REQUIREMENT. Your task is to filter the entries and copy every line containing the string "debug".

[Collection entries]
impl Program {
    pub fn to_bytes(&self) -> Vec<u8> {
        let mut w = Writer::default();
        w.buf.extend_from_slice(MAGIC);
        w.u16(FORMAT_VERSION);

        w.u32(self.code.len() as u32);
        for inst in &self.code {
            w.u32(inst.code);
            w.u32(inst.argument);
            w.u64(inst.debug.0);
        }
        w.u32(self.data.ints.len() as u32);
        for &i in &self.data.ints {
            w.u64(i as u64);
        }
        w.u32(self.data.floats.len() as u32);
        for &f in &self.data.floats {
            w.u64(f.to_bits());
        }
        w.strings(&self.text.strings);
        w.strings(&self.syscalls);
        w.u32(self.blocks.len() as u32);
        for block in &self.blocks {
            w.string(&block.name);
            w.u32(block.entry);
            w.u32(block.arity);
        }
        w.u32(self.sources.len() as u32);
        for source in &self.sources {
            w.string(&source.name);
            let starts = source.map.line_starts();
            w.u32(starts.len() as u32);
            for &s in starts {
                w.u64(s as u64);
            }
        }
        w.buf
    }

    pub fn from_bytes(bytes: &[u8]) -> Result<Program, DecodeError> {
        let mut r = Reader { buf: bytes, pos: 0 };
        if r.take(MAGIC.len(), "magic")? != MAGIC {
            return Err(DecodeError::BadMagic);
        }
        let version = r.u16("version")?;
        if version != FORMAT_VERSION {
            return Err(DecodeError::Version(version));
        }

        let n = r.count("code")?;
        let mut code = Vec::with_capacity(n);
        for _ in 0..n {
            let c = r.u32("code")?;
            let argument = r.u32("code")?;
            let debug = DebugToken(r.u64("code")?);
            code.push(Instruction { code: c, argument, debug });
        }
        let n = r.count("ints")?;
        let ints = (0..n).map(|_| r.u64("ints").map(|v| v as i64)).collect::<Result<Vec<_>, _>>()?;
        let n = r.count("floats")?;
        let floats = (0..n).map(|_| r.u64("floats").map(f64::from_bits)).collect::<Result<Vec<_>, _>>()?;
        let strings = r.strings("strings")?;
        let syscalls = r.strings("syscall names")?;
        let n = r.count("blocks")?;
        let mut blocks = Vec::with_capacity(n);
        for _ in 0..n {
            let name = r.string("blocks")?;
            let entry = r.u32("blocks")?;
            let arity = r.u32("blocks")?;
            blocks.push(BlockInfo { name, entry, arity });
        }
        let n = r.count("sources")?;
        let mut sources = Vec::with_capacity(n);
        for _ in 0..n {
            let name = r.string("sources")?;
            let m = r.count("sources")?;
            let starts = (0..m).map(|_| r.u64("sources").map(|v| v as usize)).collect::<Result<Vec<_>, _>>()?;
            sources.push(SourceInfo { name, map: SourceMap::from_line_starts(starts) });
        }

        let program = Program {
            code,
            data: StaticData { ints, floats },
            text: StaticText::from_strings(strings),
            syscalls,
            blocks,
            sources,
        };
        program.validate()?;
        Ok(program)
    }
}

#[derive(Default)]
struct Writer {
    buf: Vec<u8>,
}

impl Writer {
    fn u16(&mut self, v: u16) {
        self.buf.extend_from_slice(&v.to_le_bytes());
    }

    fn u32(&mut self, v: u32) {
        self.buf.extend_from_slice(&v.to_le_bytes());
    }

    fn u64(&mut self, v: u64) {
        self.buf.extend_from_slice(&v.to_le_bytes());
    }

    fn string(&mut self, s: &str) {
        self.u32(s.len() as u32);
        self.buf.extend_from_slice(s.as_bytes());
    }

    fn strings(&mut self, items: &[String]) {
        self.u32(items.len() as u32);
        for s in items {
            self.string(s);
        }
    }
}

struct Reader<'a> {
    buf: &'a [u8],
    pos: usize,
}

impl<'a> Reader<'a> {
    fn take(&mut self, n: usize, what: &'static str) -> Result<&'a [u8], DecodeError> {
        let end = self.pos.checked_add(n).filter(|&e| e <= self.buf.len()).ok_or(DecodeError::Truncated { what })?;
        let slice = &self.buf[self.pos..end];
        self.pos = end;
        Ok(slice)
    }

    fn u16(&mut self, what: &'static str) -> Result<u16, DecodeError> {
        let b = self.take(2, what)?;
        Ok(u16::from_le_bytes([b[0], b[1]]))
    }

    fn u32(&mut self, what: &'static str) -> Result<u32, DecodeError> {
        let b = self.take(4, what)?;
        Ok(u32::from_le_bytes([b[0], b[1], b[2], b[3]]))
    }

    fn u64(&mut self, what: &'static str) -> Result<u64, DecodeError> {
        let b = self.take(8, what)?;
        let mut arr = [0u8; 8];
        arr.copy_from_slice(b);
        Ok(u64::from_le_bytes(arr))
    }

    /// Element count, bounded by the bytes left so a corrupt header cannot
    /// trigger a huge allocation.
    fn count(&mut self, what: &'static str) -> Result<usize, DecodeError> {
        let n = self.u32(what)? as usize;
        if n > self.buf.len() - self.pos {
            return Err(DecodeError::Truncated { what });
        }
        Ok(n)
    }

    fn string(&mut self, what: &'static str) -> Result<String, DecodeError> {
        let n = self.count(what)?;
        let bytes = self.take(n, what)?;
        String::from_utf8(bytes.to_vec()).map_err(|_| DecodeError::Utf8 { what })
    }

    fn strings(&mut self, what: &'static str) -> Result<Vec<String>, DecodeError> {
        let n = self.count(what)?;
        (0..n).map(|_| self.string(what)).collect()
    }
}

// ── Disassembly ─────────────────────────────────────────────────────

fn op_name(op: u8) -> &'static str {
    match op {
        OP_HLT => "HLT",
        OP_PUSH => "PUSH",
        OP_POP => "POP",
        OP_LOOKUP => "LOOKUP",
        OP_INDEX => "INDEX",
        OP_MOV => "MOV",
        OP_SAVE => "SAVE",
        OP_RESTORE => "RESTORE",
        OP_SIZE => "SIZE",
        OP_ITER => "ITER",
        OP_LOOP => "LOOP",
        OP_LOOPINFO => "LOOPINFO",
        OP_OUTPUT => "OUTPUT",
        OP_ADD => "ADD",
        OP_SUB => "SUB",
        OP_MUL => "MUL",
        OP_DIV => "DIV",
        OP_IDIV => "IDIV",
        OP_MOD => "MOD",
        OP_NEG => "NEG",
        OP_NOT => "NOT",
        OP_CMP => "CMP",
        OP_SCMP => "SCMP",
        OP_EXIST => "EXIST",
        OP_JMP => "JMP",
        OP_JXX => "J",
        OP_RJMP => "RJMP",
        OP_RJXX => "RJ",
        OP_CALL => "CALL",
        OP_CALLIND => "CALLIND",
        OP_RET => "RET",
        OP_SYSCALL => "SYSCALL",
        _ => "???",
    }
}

RESPONSE AREA.
            w.u64(inst.debug.0);
            let debug = DebugToken(r.u64("code")?);
            code.push(Instruction { code: c, argument, debug });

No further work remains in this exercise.